Reducing the risk of grass sickness

  • Equine grass sickness (EGS) is a disease of the nerves that co-ordinate intestinal movement and peristalsis. Common signs of the condition include distension of small intestine and impaction of large intestine with food material; an increased heart rate and intermittent “patchy” sweating, often on the neck and flanks; and profuse salivation. The condition is often fatal and currently there is no cure.

    Research has shown that when a horse on particular premises is diagnosed with the disease, there is an increased risk of other horses nearby also suffering the disease for a period of approximately one month. The radius of increased risk is at least 10km but there is likely to be a gradient of risk; risk is highest on the affected premises and decreases with distance from those premises.

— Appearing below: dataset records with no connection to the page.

#[cfg(test)]
#[allow(clippy::unwrap_used, clippy::expect_used)]
mod tests {
    use super::*;
    use mockall::{Sequence, predicate::eq};

    fn track(id: &str) -> Track {
        Track::new(id, "Title", "https://i/t.jpg", 200)
    }

    fn widget_expecting_destroy() -> MockVideoWidget {
        let mut widget = MockVideoWidget::new();
        widget.expect_destroy().times(1).return_const(());
        widget
    }

    #[test]
    fn test_widget_state_codes() {
        for code in [-1, 0, 1, 2, 3, 5] {
            assert_eq!(WidgetState::from_code(code).unwrap().code(), code);
        }
        assert_eq!(WidgetState::from_code(4), None);
        assert_eq!(WidgetState::from_code(1), Some(WidgetState::Playing));
    }

    #[test]
    fn test_idle_until_track_selected() {
        let mut surface = PlaybackSurface::<MockVideoWidget>::new();
        assert_eq!(surface.state(), SurfaceState::Idle);
        assert_eq!(surface.sync_track(None), SurfaceAction::None);
        assert_eq!(surface.state(), SurfaceState::Idle);
    }

    #[test]
    fn test_select_then_ready_loads_once() {
        let mut surface = PlaybackSurface::new();
        assert_eq!(
            surface.sync_track(Some(&track("abc12345678"))),
            SurfaceAction::InitializeWidget
        );
        assert_eq!(surface.state(), SurfaceState::Loading);

        let mut widget = widget_expecting_destroy();
        widget
            .expect_load_video_by_id()
            .withf(|id: &str| id == "abc12345678")
            .times(1)
            .returning(|_| Ok(()));
        assert!(surface.widget_ready(widget));
        assert_eq!(surface.state(), SurfaceState::Ready);

        // Same track again issues nothing.
        assert_eq!(
            surface.sync_track(Some(&track("abc12345678"))),
            SurfaceAction::None
        );
    }

    #[test]
    fn test_track_change_while_loading_loads_latest() {
        let mut surface = PlaybackSurface::new();
        surface.sync_track(Some(&track("first000000")));
        assert_eq!(
            surface.sync_track(Some(&track("second00000"))),
            SurfaceAction::None
        );

        let mut widget = widget_expecting_destroy();
        widget
            .expect_load_video_by_id()
            .withf(|id: &str| id == "second00000")
            .times(1)
            .returning(|_| Ok(()));
        surface.widget_ready(widget);
    }

    #[test]
    fn test_track_change_while_ready_loads_then_plays() {
        let mut seq = Sequence::new();
        let mut widget = MockVideoWidget::new();
        widget
            .expect_load_video_by_id()
            .withf(|id: &str| id == "first000000")
            .times(1)
            .in_sequence(&mut seq)
            .returning(|_| Ok(()));
        widget
            .expect_load_video_by_id()
            .withf(|id: &str| id == "second00000")
            .times(1)
            .in_sequence(&mut seq)
            .returning(|_| Ok(()));
        widget
            .expect_play_video()
            .times(1)
            .in_sequence(&mut seq)
            .returning(|| Ok(()));
        widget.expect_destroy().times(1).return_const(());

        let mut surface = PlaybackSurface::new();
        surface.sync_track(Some(&track("first000000")));
        surface.widget_ready(widget);
        surface.sync_track(Some(&track("second00000")));
        assert_eq!(surface.video_id(), Some("second00000"));
    }

    #[test]
    fn test_clearing_track_while_ready_destroys_widget() {
        let mut widget = widget_expecting_destroy();
        widget.expect_load_video_by_id().returning(|_| Ok(()));

        let mut surface = PlaybackSurface::new();
        surface.sync_track(Some(&track("abc12345678")));
        surface.widget_ready(widget);

        assert_eq!(surface.sync_track(None), SurfaceAction::None);
        assert_eq!(surface.state(), SurfaceState::Idle);
        assert!(surface.widget().is_none());
    }

    #[test]
    fn test_clearing_track_while_loading_cancels_init() {
        let mut surface = PlaybackSurface::<MockVideoWidget>::new();
        surface.sync_track(Some(&track("abc12345678")));
        assert_eq!(
            surface.sync_track(None),
            SurfaceAction::CancelInitialization
        );
        assert_eq!(surface.state(), SurfaceState::Idle);
    }

    #[test]
    fn test_late_widget_is_destroyed() {
        let mut surface = PlaybackSurface::new();
        surface.sync_track(Some(&track("abc12345678")));
        surface.sync_track(None);

        let widget = widget_expecting_destroy();
        assert!(!surface.widget_ready(widget));
        assert_eq!(surface.state(), SurfaceState::Idle);
    }

    #[test]
    fn test_load_error_is_kept_not_raised() {
        let mut widget = widget_expecting_destroy();
        widget
            .expect_load_video_by_id()
            .returning(|_| Err(Error::widget_error("embed gone")));

        let mut surface = PlaybackSurface::new();
        surface.sync_track(Some(&track("abc12345678")));
        surface.widget_ready(widget);

        assert_eq!(surface.state(), SurfaceState::Ready);
        assert!(matches!(surface.last_error(), Some(Error::Widget { .. })));
    }

    #[test]
    fn test_initialization_failure_allows_retry() {
        let mut surface = PlaybackSurface::<MockVideoWidget>::new();
        surface.sync_track(Some(&track("abc12345678")));
        surface.initialization_failed(Error::widget_error("script blocked"));
        assert_eq!(surface.state(), SurfaceState::Idle);
        assert_eq!(
            surface.sync_track(Some(&track("abc12345678"))),
            SurfaceAction::InitializeWidget
        );
    }

    #[test]
    fn test_transport_controls_forward_when_ready() {
        let mut widget = widget_expecting_destroy();
        widget.expect_load_video_by_id().returning(|_| Ok(()));
        widget.expect_pause_video().times(1).returning(|| Ok(()));
        widget
            .expect_seek_to()
            .with(eq(0.0), eq(true))
            .times(1)
            .returning(|_, _| Ok(()));
        widget
            .expect_set_volume()
            .with(eq(100))
            .times(1)
            .returning(|_| Ok(()));
        widget.expect_mute().times(1).returning(|| Ok(()));
        widget.expect_current_time().return_const(12.5);
        widget.expect_duration().return_const(200.0);

        let mut surface = PlaybackSurface::new();
        surface.sync_track(Some(&track("abc12345678")));
        surface.widget_ready(widget);

        surface.pause();
        surface.seek(-3.0);
        surface.set_volume(150);
        surface.set_muted(true);
        assert_eq!(surface.progress(), Some((12.5, 200.0)));
    }

    #[test]
    fn test_seek_clamps_to_duration() {
        let mut widget = widget_expecting_destroy();
        widget.expect_load_video_by_id().returning(|_| Ok(()));
        widget.expect_duration().return_const(200.0);
        let mut seq = Sequence::new();
        for expected in [200.0, 42.0, 0.0] {
            widget
                .expect_seek_to()
                .with(eq(expected), eq(true))
                .times(1)
                .in_sequence(&mut seq)
                .returning(|_, _| Ok(()));
        }

        let mut surface = PlaybackSurface::new();
        surface.sync_track(Some(&track("abc12345678")));
        surface.widget_ready(widget);

        surface.seek(999.0);
        surface.seek(42.0);
        surface.seek(-1.0);
    }

    #[test]
    fn test_seek_without_known_duration_keeps_lower_bound() {
        let mut widget = widget_expecting_destroy();
        widget.expect_load_video_by_id().returning(|_| Ok(()));
        widget.expect_duration().return_const(0.0);
        widget
            .expect_seek_to()
            .with(eq(30.0), eq(true))
            .times(1)
            .returning(|_, _| Ok(()));

        let mut surface = PlaybackSurface::new();
        surface.sync_track(Some(&track("abc12345678")));
        surface.widget_ready(widget);

        surface.seek(30.0);
    }

    #[test]
    fn test_transport_controls_ignored_when_idle() {
        let mut surface = PlaybackSurface::<MockVideoWidget>::new();
        surface.play();
        surface.stop();
        assert!(surface.progress().is_none());
        assert!(surface.last_error().is_none());
    }

    #[test]
    fn test_state_change_events_are_observed() {
        let mut surface = PlaybackSurface::<MockVideoWidget>::new();
        surface.handle_event(WidgetEvent::StateChange(WidgetState::Buffering));
        assert_eq!(surface.observed_state(), Some(WidgetState::Buffering));
    }

    #[test]
    fn test_drop_destroys_widget() {
        let mut widget = widget_expecting_destroy();
        widget.expect_load_video_by_id().returning(|_| Ok(()));
        let mut surface = PlaybackSurface::new();
        surface.sync_track(Some(&track("abc12345678")));
        surface.widget_ready(widget);
        drop(surface);
    }

    #[test]
    fn test_teardown_then_drop_destroys_once() {
        let mut widget = widget_expecting_destroy();
        widget.expect_load_video_by_id().returning(|_| Ok(()));
        let mut surface = PlaybackSurface::new();
        surface.sync_track(Some(&track("abc12345678")));
        surface.widget_ready(widget);
        surface.teardown();
        assert_eq!(surface.state(), SurfaceState::Idle);
    }
}
#[cfg(test)]
#[allow(clippy::unwrap_used, clippy::expect_used)]
mod tests {
    use super::*;

    mod extract_video_id_tests {
        use super::*;

        #[test]
        fn test_watch_url() {
            assert_eq!(
                extract_video_id("https://www.youtube.com/watch?v=dQw4w9WgXcQ"),
                Some("dQw4w9WgXcQ".to_string())
            );
        }

        #[test]
        fn test_watch_url_with_extra_params() {
            assert_eq!(
                extract_video_id("https://www.youtube.com/watch?v=dQw4w9WgXcQ&t=42s"),
                Some("dQw4w9WgXcQ".to_string())
            );
        }

        #[test]
        fn test_short_url() {
            assert_eq!(
                extract_video_id("https://youtu.be/dQw4w9WgXcQ"),
                Some("dQw4w9WgXcQ".to_string())
            );
        }

        #[test]
        fn test_short_url_with_query() {
            assert_eq!(
                extract_video_id("https://youtu.be/dQw4w9WgXcQ?si=abcdef"),
                Some("dQw4w9WgXcQ".to_string())
            );
        }

        #[test]
        fn test_legacy_v_url() {
            assert_eq!(
                extract_video_id("https://www.youtube.com/v/dQw4w9WgXcQ"),
                Some("dQw4w9WgXcQ".to_string())
            );
        }

        #[test]
        fn test_embed_url() {
            assert_eq!(
                extract_video_id("https://www.youtube.com/embed/dQw4w9WgXcQ"),
                Some("dQw4w9WgXcQ".to_string())
            );
        }

        #[test]
        fn test_user_channel_url() {
            assert_eq!(
                extract_video_id("https://www.youtube.com/user/someone#p/u/1/dQw4w9WgXcQ"),
                Some("dQw4w9WgXcQ".to_string())
            );
        }

        #[test]
        fn test_not_a_url() {
            assert_eq!(extract_video_id("not a url"), None);
        }

        #[test]
        fn test_empty_string() {
            assert_eq!(extract_video_id(""), None);
        }

        #[test]
        fn test_wrong_length_token() {
            assert_eq!(extract_video_id("https://youtu.be/short"), None);
            assert_eq!(
                extract_video_id("https://www.youtube.com/watch?v=dQw4w9WgXcQX"),
                None
            );
        }
    }

    mod validate_video_url_tests {
        use super::*;

        #[test]
        fn test_detects_url_types() {
            let cases = [
                ("https://www.youtube.com/watch?v=dQw4w9WgXcQ", VideoUrlType::Watch),
                ("https://youtu.be/dQw4w9WgXcQ", VideoUrlType::ShortUrl),
                ("https://www.youtube.com/v/dQw4w9WgXcQ", VideoUrlType::Legacy),
                ("https://www.youtube.com/embed/dQw4w9WgXcQ", VideoUrlType::Embed),
            ];
            for (url, expected) in cases {
                let result = validate_video_url(url);
                assert!(result.is_valid, "{url} should be valid");
                assert_eq!(result.url_type, expected, "{url}");
            }
        }

        #[test]
        fn test_normalized_url() {
            let result = validate_video_url("https://youtu.be/dQw4w9WgXcQ");
            assert_eq!(
                result.normalized_url,
                Some("https://www.youtube.com/watch?v=dQw4w9WgXcQ".to_string())
            );
            assert!(result.error_message.is_none());
        }

        #[test]
        fn test_invalid_has_message() {
            let result = validate_video_url("https://example.com");
            assert!(!result.is_valid);
            assert!(result.error_message.is_some());
            assert_eq!(result.url_type, VideoUrlType::Invalid);
        }
    }

    mod parse_duration_tests {
        use super::*;

        #[test]
        fn test_full_duration() {
            assert_eq!(parse_duration("PT1H2M3S"), 3723);
        }

        #[test]
        fn test_minutes_only() {
            assert_eq!(parse_duration("PT5M"), 300);
        }

        #[test]
        fn test_empty_components() {
            assert_eq!(parse_duration("PT"), 0);
        }

        #[test]
        fn test_seconds_only() {
            assert_eq!(parse_duration("PT45S"), 45);
        }

        #[test]
        fn test_hours_and_seconds() {
            assert_eq!(parse_duration("PT2H5S"), 7205);
        }

        #[test]
        fn test_unrecognized_token() {
            assert_eq!(parse_duration("garbage"), 0);
            assert_eq!(parse_duration(""), 0);
        }
    }

    mod parse_video_response_tests {
        use super::*;

        const BODY: &str = r#"{
            "items": [{
                "snippet": {
                    "title": "Never Gonna Give You Up",
                    "thumbnails": { "default": { "url": "https://i.ytimg.com/vi/dQw4w9WgXcQ/default.jpg" } }
                },
                "contentDetails": { "duration": "PT3M33S" }
            }]
        }"#;

        #[test]
        fn test_parses_item() {
            let metadata = parse_video_response("dQw4w9WgXcQ", BODY).unwrap();
            assert_eq!(metadata.id, "dQw4w9WgXcQ");
            assert_eq!(metadata.title, "Never Gonna Give You Up");
            assert_eq!(
                metadata.thumbnail_url,
                "https://i.ytimg.com/vi/dQw4w9WgXcQ/default.jpg"
            );
            assert_eq!(metadata.duration, 213);
        }

        #[test]
        fn test_empty_items_is_not_found() {
            let err = parse_video_response("dQw4w9WgXcQ", r#"{"items": []}"#).unwrap_err();
            assert!(matches!(err, Error::NotFound { ref video_id } if video_id == "dQw4w9WgXcQ"));
        }

        #[test]
        fn test_missing_items_is_not_found() {
            let err = parse_video_response("dQw4w9WgXcQ", r#"{"kind": "youtube#videoListResponse"}"#)
                .unwrap_err();
            assert!(matches!(err, Error::NotFound { .. }));
        }

        #[test]
        fn test_malformed_body_is_network_error() {
            let err = parse_video_response("dQw4w9WgXcQ", "<html>").unwrap_err();
            assert!(matches!(err, Error::Network { .. }));
        }

        #[test]
        fn test_item_without_content_details_is_network_error() {
            let body = r#"{"items": [{"snippet": {"title": "x"}}]}"#;
            let err = parse_video_response("dQw4w9WgXcQ", body).unwrap_err();
            assert!(matches!(err, Error::Network { .. }));
        }

        #[test]
        fn test_missing_thumbnail_falls_back() {
            let body = r#"{"items": [{"snippet": {"title": "x"}, "contentDetails": {"duration": "PT1S"}}]}"#;
            let metadata = parse_video_response("dQw4w9WgXcQ", body).unwrap();
            assert_eq!(
                metadata.thumbnail_url,
                "https://img.youtube.com/vi/dQw4w9WgXcQ/default.jpg"
            );
        }
    }

    #[test]
    fn test_data_api_requires_key() {
        let err = YouTubeDataApi::with_config(&CatalogConfig::default()).unwrap_err();
        assert!(matches!(err, Error::Configuration(_)));
    }

    #[test]
    fn test_data_api_endpoint_trims_slash() {
        let config = CatalogConfig {
            base_url: "http://localhost:9999/youtube/v3/".to_string(),
            api_key: Some("key".to_string()),
            ..CatalogConfig::default()
        };
        let api = YouTubeDataApi::with_config(&config).unwrap();
        assert_eq!(api.videos_endpoint(), "http://localhost:9999/youtube/v3/videos");
    }

    #[tokio::test]
    async fn test_resolve_track_invalid_url_skips_catalog() {
        let mut catalog = MockVideoCatalog::new();
        catalog.expect_fetch_metadata().never();

        let err = resolve_track(&catalog, "not a url").await.unwrap_err();
        assert!(matches!(err, Error::InvalidUrl { .. }));
    }

    #[tokio::test]
    async fn test_resolve_track_builds_track() {
        let mut catalog = MockVideoCatalog::new();
        catalog
            .expect_fetch_metadata()
            .withf(|id| id == "dQw4w9WgXcQ")
            .times(1)
            .returning(|id| {
                Ok(VideoMetadata {
                    id: id.to_string(),
                    title: "Song".to_string(),
                    thumbnail_url: "https://thumb".to_string(),
                    duration: 200,
                })
            });

        let track = resolve_track(&catalog, "https://youtu.be/dQw4w9WgXcQ")
            .await
            .unwrap();
        assert_eq!(track.id, "dQw4w9WgXcQ");
        assert_eq!(track.title, "Song");
        assert_eq!(track.duration, 200);
    }

    #[tokio::test]
    async fn test_unreachable_catalog_is_network_error() {
        let config = CatalogConfig {
            base_url: "http://127.0.0.1:1".to_string(),
            api_key: Some("key".to_string()),
            request_timeout_secs: 2,
        };
        let api = YouTubeDataApi::with_config(&config).unwrap();
        let err = api.fetch_metadata("dQw4w9WgXcQ").await.unwrap_err();
        assert!(matches!(err, Error::Network { .. }));
    }
}
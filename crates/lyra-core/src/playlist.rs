//! Playlist data model.
//!
//! A [`Playlist`] is a named, ordered list of [`Track`]s. Order is exactly the
//! sequence produced by inserts and reorders; nothing here sorts tracks.
//! [`PlayerState`] is the whole persisted tree: every playlist plus the
//! current playlist and current track references.

use std::fmt;

use serde::{Deserialize, Serialize};

/// A single playable video reference with display metadata.
///
/// The id is the YouTube video identifier. Two tracks may share an id within
/// one playlist when the same video is added twice.
#[derive(Debug, Clone, PartialEq, Eq, PartialOrd, Ord, Hash, Serialize, Deserialize)]
#[serde(rename_all = "camelCase")]
pub struct Track {
    /// Video identifier (11 characters for real YouTube videos).
    pub id: String,
    /// Video title.
    pub title: String,
    /// Thumbnail image URL.
    pub thumbnail_url: String,
    /// Duration in whole seconds.
    pub duration: u64,
}

impl Track {
    /// Create a new track.
    pub fn new(
        id: impl Into<String>,
        title: impl Into<String>,
        thumbnail_url: impl Into<String>,
        duration: u64,
    ) -> Self {
        Self {
            id: id.into(),
            title: title.into(),
            thumbnail_url: thumbnail_url.into(),
            duration,
        }
    }

    /// The video identifier to hand to the player widget.
    #[must_use]
    pub fn video_id(&self) -> &str {
        &self.id
    }
}

/// Opaque playlist identifier, generated once at creation.
#[derive(Debug, Clone, PartialEq, Eq, PartialOrd, Ord, Hash, Serialize, Deserialize)]
#[serde(transparent)]
pub struct PlaylistId(String);

impl PlaylistId {
    /// Generate a fresh random identifier.
    #[must_use]
    pub fn generate() -> Self {
        Self(uuid::Uuid::new_v4().to_string())
    }

    /// View the identifier as a string slice.
    #[must_use]
    pub fn as_str(&self) -> &str {
        &self.0
    }
}

impl From<&str> for PlaylistId {
    fn from(value: &str) -> Self {
        Self(value.to_string())
    }
}

impl From<String> for PlaylistId {
    fn from(value: String) -> Self {
        Self(value)
    }
}

impl fmt::Display for PlaylistId {
    fn fmt(&self, f: &mut fmt::Formatter<'_>) -> fmt::Result {
        f.write_str(&self.0)
    }
}

/// A named, ordered collection of tracks.
#[derive(Debug, Clone, PartialEq, Eq, Serialize, Deserialize)]
pub struct Playlist {
    /// Unique identifier.
    pub id: PlaylistId,
    /// Display name.
    pub name: String,
    /// Tracks in playback order.
    #[serde(default)]
    pub tracks: Vec<Track>,
}

impl Playlist {
    /// Create an empty playlist with a freshly generated id.
    pub fn new(name: impl Into<String>) -> Self {
        Self {
            id: PlaylistId::generate(),
            name: name.into(),
            tracks: Vec::new(),
        }
    }

    /// Number of tracks.
    #[must_use]
    pub fn len(&self) -> usize {
        self.tracks.len()
    }

    /// Whether the playlist has no tracks.
    #[must_use]
    pub fn is_empty(&self) -> bool {
        self.tracks.is_empty()
    }

    /// Index of the first track with the given id.
    #[must_use]
    pub fn position_of(&self, track_id: &str) -> Option<usize> {
        self.tracks.iter().position(|t| t.id == track_id)
    }

    /// Whether any track has the given id.
    #[must_use]
    pub fn contains_track(&self, track_id: &str) -> bool {
        self.tracks.iter().any(|t| t.id == track_id)
    }

    /// Total duration of all tracks in seconds.
    #[must_use]
    pub fn total_duration(&self) -> u64 {
        self.tracks.iter().map(|t| t.duration).sum()
    }
}

/// The complete player state tree.
#[derive(Debug, Clone, Default, PartialEq, Eq, Serialize, Deserialize)]
#[serde(rename_all = "camelCase")]
pub struct PlayerState {
    /// All playlists, in creation order.
    #[serde(default)]
    pub playlists: Vec<Playlist>,
    /// The playlist shown in the view, if any.
    #[serde(default)]
    pub current_playlist_id: Option<PlaylistId>,
    /// The track loaded in the player, independent of its playlist.
    #[serde(default)]
    pub current_track: Option<Track>,
}

impl PlayerState {
    /// Find a playlist by id.
    #[must_use]
    pub fn playlist(&self, id: &PlaylistId) -> Option<&Playlist> {
        self.playlists.iter().find(|p| &p.id == id)
    }

    /// Find a playlist by id (mutable).
    pub fn playlist_mut(&mut self, id: &PlaylistId) -> Option<&mut Playlist> {
        self.playlists.iter_mut().find(|p| &p.id == id)
    }

    /// The current playlist, if the reference resolves.
    #[must_use]
    pub fn current_playlist(&self) -> Option<&Playlist> {
        self.current_playlist_id
            .as_ref()
            .and_then(|id| self.playlist(id))
    }

    /// Clear a current playlist reference that points at nothing.
    ///
    /// Returns true if the reference was cleared.
    pub fn reconcile(&mut self) -> bool {
        let dangling = self
            .current_playlist_id
            .as_ref()
            .is_some_and(|id| self.playlist(id).is_none());
        if dangling {
            self.current_playlist_id = None;
        }
        dangling
    }
}

/// Move the element at `from` so that it ends up at index `to`.
///
/// Elements in between shift by one, matching what a drag-and-drop list does.
/// Returns false and leaves the slice untouched if either index is out of range.
pub fn move_item<T>(items: &mut [T], from: usize, to: usize) -> bool {
    if from >= items.len() || to >= items.len() {
        return false;
    }
    if from < to {
        items[from..=to].rotate_left(1);
    } else if from > to {
        items[to..=from].rotate_right(1);
    }
    true
}

/// Whether `candidate` holds exactly the same tracks as `current`, in any order.
///
/// Duplicates count: a playlist with a video twice must be reordered into a
/// sequence that also has it twice.
#[must_use]
pub fn is_permutation(current: &[Track], candidate: &[Track]) -> bool {
    if current.len() != candidate.len() {
        return false;
    }
    let mut a: Vec<&Track> = current.iter().collect();
    let mut b: Vec<&Track> = candidate.iter().collect();
    a.sort();
    b.sort();
    a == b
}

#[cfg(test)]
#[allow(clippy::unwrap_used, clippy::expect_used)]
mod tests {
    use super::*;

    fn track(id: &str) -> Track {
        Track::new(id, format!("Title {id}"), format!("https://i/{id}.jpg"), 60)
    }

    #[test]
    fn test_playlist_ids_are_unique() {
        let a = Playlist::new("A");
        let b = Playlist::new("A");
        assert_ne!(a.id, b.id);
        assert!(a.is_empty());
    }

    #[test]
    fn test_move_item_forward() {
        let mut items = vec!['a', 'b', 'c', 'd'];
        assert!(move_item(&mut items, 0, 2));
        assert_eq!(items, vec!['b', 'c', 'a', 'd']);
    }

    #[test]
    fn test_move_item_backward() {
        let mut items = vec!['a', 'b', 'c', 'd'];
        assert!(move_item(&mut items, 3, 1));
        assert_eq!(items, vec!['a', 'd', 'b', 'c']);
    }

    #[test]
    fn test_move_item_out_of_range() {
        let mut items = vec!['a', 'b'];
        assert!(!move_item(&mut items, 0, 5));
        assert_eq!(items, vec!['a', 'b']);
    }

    #[test]
    fn test_is_permutation_with_duplicates() {
        let current = vec![track("a"), track("b"), track("a")];
        assert!(is_permutation(
            &current,
            &[track("a"), track("a"), track("b")]
        ));
        assert!(!is_permutation(
            &current,
            &[track("a"), track("b"), track("b")]
        ));
        assert!(!is_permutation(&current, &[track("a"), track("b")]));
    }

    #[test]
    fn test_reconcile_clears_dangling_reference() {
        let mut state = PlayerState {
            current_playlist_id: Some(PlaylistId::from("missing")),
            ..Default::default()
        };
        assert!(state.reconcile());
        assert!(state.current_playlist_id.is_none());
        assert!(!state.reconcile());
    }

    #[test]
    fn test_state_serializes_camel_case() {
        let mut playlist = Playlist::new("Mix");
        playlist.tracks.push(track("dQw4w9WgXcQ"));
        let state = PlayerState {
            current_playlist_id: Some(playlist.id.clone()),
            current_track: Some(track("dQw4w9WgXcQ")),
            playlists: vec![playlist],
        };
        let json = serde_json::to_string(&state).unwrap();
        assert!(json.contains("\"currentPlaylistId\""));
        assert!(json.contains("\"thumbnailUrl\""));
        let back: PlayerState = serde_json::from_str(&json).unwrap();
        assert_eq!(back, state);
    }

    #[test]
    fn test_total_duration() {
        let mut playlist = Playlist::new("Mix");
        playlist.tracks.push(track("a"));
        playlist.tracks.push(track("b"));
        assert_eq!(playlist.total_duration(), 120);
        assert_eq!(playlist.position_of("b"), Some(1));
        assert!(!playlist.contains_track("c"));
    }
}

    The scientific evidence suggests the following actions will minimise the risk of further horses being affected:

    • Avoid abrupt changes in management and diet. It is tempting to move horses to a different pasture or to stable them after a positive diagnosis of EGS. There is no evidence that this is protective and plenty of evidence to suggest that dietary change increases the risk of EGS.
    • Slowly, over the course of two to three weeks, introduce some supplementary forage (hay or haylage). Don’t do this suddenly for the reason given above.
    • Be reassured that older horses and those who survive more than a month following the diagnosis of a case of EGS are likely to be very resistant to the disease.

    If your horse is stabled on “high risk” premises — those that have recently given rise to a case of EGS, the following advice will help minimise the chance of your horse getting EGS.

    • Avoid grazing young horses (less than seven years old) on high-risk premises if possible. Young horses are most at risk from EGS. Older horses are relatively resistant to the disease.
    • Avoid changes in management during the high-risk spring period (April-June). This includes moving horses to different pastures, buying new horses from other areas and changes in diet. Change in diet is one of the biggest risk factors for EGS.
    • Supplement the diet of horses “at risk” with extra hay or haylage throughout the spring.
    • Avoid digging up or otherwise disturbing the soil. Don’t dig holes for fence posts, trenches for drains or foundations for buildings in the pastures of grazing horses. Mechanical removal of droppings is also best avoided.
    • Avoid the intensive use of worming drugs in the months leading up to the high-risk spring period. Worm control is obviously important, but the over-use of worming drugs may increase the risk of EGS. Talk to your vet about getting the balance right.
    • Don’t worry about ploughing and re-seeding pasture or about the use of nitrogen fertilizer. Neither of these has been demonstrated to change the risk of EGS.